** Opening DATA FOR PROCESSING block **

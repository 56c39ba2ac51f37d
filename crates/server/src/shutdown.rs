//! Graceful shutdown
//!
//! The controller owns the root `CancellationToken`; startup work and the
//! HTTP server each hold a child of it.

use std::future::Future;
use tokio_util::sync::CancellationToken;
use tracing::{info, warn};

/// Root of the process shutdown tree.
///
/// ```ignore
/// let shutdown = ShutdownController::with_signals();
/// server.serve(shutdown.child_token()).await?;
/// ```
#[derive(Clone, Default)]
pub struct ShutdownController {
    token: CancellationToken,
}

impl ShutdownController {
    /// Controller cancelled on Ctrl+C, or SIGTERM on unix.
    pub fn with_signals() -> Self {
        let controller = Self::default();
        let token = controller.token.clone();

        tokio::spawn(async move {
            let signal = termination_signal().await;
            info!(signal, "Shutting down, draining in-flight requests");
            token.cancel();
        });

        controller
    }

    /// Token cancelled along with the controller.
    pub fn child_token(&self) -> CancellationToken {
        self.token.child_token()
    }
}

async fn ctrl_c() {
    if let Err(e) = tokio::signal::ctrl_c().await {
        warn!(error = %e, "Ctrl+C handler unavailable");
        std::future::pending::<()>().await;
    }
}

async fn termination_signal() -> &'static str {
    #[cfg(unix)]
    {
        use tokio::signal::unix::{signal, SignalKind};

        match signal(SignalKind::terminate()) {
            Ok(mut sigterm) => tokio::select! {
                _ = ctrl_c() => "SIGINT",
                _ = sigterm.recv() => "SIGTERM",
            },
            Err(e) => {
                warn!(error = %e, "SIGTERM handler unavailable");
                ctrl_c().await;
                "SIGINT"
            }
        }
    }

    #[cfg(not(unix))]
    {
        ctrl_c().await;
        "Ctrl+C"
    }
}

/// Drive `future` unless shutdown comes first.
///
/// `None` means the token was cancelled before the future finished.
pub async fn run_until_shutdown<F, T>(token: CancellationToken, future: F) -> Option<T>
where
    F: Future<Output = T>,
{
    tokio::select! {
        result = future => Some(result),
        _ = token.cancelled() => None,
    }
}

#[cfg(test)]
mod tests {
    use super::*;
    use std::time::Duration;

    #[tokio::test]
    async fn test_children_follow_root() {
        let controller = ShutdownController::default();
        let startup = controller.child_token();
        let http = controller.child_token();

        startup.cancel();
        assert!(!http.is_cancelled());

        controller.token.cancel();
        assert!(http.is_cancelled());
    }

    #[tokio::test]
    async fn test_run_until_shutdown() {
        let token = CancellationToken::new();
        assert_eq!(run_until_shutdown(token.clone(), async { 42 }).await, Some(42));

        let canceller = token.clone();
        tokio::spawn(async move {
            tokio::time::sleep(Duration::from_millis(10)).await;
            canceller.cancel();
        });
        let slow = async {
            tokio::time::sleep(Duration::from_secs(10)).await;
            42
        };
        assert_eq!(run_until_shutdown(token, slow).await, None);
    }
}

** Closing DATA FOR PROCESSING block **

All lines with the string "unix" must be copied from the data.

    /// Controller cancelled on Ctrl+C, or SIGTERM on unix.
    #[cfg(unix)]
        use tokio::signal::unix::{signal, SignalKind};
    #[cfg(not(unix))]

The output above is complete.